(What is expected): Reproduce, from the lines below, exactly the stretch that begins at the line containing "self.hmac.ct_eq(&other.hmac).into()" and ends at the line containing "pub fn errors(&self)", both included.

(Items from a data source):
■ ■ ■

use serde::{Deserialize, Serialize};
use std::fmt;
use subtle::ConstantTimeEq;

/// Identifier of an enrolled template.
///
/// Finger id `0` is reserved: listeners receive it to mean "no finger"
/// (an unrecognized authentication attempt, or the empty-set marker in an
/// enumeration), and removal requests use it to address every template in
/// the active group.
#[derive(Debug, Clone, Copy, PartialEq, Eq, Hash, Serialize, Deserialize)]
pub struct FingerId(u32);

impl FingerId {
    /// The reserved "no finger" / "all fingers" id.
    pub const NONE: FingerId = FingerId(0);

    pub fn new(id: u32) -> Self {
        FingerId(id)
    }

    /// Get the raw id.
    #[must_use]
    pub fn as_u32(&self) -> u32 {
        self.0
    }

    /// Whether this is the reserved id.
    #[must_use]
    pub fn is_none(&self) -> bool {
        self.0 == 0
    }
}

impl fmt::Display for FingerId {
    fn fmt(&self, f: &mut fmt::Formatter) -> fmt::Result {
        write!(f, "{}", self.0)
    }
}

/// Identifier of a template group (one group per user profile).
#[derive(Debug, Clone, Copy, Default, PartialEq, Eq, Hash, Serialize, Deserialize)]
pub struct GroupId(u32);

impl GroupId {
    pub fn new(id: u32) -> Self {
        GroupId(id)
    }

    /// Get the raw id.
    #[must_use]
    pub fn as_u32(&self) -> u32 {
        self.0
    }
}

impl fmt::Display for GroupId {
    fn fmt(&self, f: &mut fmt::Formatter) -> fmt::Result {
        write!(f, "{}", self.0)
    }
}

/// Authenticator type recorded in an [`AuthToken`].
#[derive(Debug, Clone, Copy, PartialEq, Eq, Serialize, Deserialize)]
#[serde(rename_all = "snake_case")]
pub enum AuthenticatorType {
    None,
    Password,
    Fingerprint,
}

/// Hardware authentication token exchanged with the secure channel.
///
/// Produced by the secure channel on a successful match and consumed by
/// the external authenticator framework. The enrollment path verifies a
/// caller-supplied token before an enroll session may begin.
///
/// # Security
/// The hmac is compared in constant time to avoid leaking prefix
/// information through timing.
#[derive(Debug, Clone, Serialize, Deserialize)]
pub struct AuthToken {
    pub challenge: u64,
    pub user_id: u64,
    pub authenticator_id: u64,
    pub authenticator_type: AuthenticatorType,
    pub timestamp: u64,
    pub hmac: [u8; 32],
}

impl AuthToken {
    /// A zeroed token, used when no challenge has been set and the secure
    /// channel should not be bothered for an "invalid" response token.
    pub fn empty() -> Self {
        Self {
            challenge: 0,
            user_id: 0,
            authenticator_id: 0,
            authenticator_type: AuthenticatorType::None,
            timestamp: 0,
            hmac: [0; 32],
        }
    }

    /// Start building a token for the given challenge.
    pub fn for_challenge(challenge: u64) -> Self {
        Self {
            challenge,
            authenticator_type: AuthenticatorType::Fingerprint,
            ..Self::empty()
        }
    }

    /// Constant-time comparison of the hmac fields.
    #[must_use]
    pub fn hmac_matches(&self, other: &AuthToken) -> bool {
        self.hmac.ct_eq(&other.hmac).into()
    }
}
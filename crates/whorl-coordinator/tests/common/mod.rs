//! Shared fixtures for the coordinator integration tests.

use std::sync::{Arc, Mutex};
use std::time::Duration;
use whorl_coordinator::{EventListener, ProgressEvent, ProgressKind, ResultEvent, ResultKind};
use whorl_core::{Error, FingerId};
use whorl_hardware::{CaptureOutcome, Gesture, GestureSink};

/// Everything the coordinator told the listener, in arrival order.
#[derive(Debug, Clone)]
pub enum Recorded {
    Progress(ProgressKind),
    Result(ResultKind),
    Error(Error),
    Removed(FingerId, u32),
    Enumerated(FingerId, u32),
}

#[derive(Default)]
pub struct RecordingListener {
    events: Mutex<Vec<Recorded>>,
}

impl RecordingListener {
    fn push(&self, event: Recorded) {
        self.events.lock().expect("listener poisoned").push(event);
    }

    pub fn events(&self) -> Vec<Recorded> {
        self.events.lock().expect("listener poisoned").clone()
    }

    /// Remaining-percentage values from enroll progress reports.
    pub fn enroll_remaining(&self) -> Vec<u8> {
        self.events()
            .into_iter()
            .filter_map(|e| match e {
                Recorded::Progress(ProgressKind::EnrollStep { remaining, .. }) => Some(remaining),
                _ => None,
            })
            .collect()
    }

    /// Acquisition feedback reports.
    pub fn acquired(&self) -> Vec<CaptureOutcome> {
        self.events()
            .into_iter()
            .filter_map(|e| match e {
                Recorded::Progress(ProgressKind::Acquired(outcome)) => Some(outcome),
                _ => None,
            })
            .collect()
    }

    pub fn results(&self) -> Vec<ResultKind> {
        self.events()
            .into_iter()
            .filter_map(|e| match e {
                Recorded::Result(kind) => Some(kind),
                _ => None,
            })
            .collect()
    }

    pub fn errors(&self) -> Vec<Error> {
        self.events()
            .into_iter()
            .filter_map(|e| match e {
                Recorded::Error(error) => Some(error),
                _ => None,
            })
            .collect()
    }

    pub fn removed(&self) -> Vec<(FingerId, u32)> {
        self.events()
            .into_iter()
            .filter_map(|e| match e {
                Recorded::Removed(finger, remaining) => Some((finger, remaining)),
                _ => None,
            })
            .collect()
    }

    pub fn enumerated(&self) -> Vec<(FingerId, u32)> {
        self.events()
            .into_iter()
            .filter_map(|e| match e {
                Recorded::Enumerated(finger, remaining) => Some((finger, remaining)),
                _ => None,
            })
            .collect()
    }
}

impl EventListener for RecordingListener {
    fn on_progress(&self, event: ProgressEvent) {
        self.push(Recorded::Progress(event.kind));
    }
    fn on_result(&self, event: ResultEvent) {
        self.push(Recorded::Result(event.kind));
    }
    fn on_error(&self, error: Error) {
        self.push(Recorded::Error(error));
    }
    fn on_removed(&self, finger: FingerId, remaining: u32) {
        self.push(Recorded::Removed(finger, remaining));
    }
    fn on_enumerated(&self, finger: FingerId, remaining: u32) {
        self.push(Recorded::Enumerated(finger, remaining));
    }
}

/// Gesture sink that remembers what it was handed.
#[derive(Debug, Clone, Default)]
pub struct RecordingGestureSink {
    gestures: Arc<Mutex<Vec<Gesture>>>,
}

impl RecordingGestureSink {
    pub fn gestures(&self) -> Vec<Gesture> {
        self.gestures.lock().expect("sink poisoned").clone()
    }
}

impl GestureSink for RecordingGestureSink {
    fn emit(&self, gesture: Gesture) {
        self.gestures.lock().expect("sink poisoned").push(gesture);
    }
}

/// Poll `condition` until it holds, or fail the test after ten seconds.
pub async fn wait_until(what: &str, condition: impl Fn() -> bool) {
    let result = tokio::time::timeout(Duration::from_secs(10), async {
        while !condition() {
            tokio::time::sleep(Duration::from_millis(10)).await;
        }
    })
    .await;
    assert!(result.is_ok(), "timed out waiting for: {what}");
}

■ ■ ■

(Solution to this task):
        self.hmac.ct_eq(&other.hmac).into()
    }
}
filename crates/whorl-coordinator/tests/common/mod.rs
//! Shared fixtures for the coordinator integration tests.

use std::sync::{Arc, Mutex};
use std::time::Duration;
use whorl_coordinator::{EventListener, ProgressEvent, ProgressKind, ResultEvent, ResultKind};
use whorl_core::{Error, FingerId};
use whorl_hardware::{CaptureOutcome, Gesture, GestureSink};

/// Everything the coordinator told the listener, in arrival order.
#[derive(Debug, Clone)]
pub enum Recorded {
    Progress(ProgressKind),
    Result(ResultKind),
    Error(Error),
    Removed(FingerId, u32),
    Enumerated(FingerId, u32),
}

#[derive(Default)]
pub struct RecordingListener {
    events: Mutex<Vec<Recorded>>,
}

impl RecordingListener {
    fn push(&self, event: Recorded) {
        self.events.lock().expect("listener poisoned").push(event);
    }

    pub fn events(&self) -> Vec<Recorded> {
        self.events.lock().expect("listener poisoned").clone()
    }

    /// Remaining-percentage values from enroll progress reports.
    pub fn enroll_remaining(&self) -> Vec<u8> {
        self.events()
            .into_iter()
            .filter_map(|e| match e {
                Recorded::Progress(ProgressKind::EnrollStep { remaining, .. }) => Some(remaining),
                _ => None,
            })
            .collect()
    }

    /// Acquisition feedback reports.
    pub fn acquired(&self) -> Vec<CaptureOutcome> {
        self.events()
            .into_iter()
            .filter_map(|e| match e {
                Recorded::Progress(ProgressKind::Acquired(outcome)) => Some(outcome),
                _ => None,
            })
            .collect()
    }

    pub fn results(&self) -> Vec<ResultKind> {
        self.events()
            .into_iter()
            .filter_map(|e| match e {
                Recorded::Result(kind) => Some(kind),
                _ => None,
            })
            .collect()
    }

    pub fn errors(&self) -> Vec<Error> {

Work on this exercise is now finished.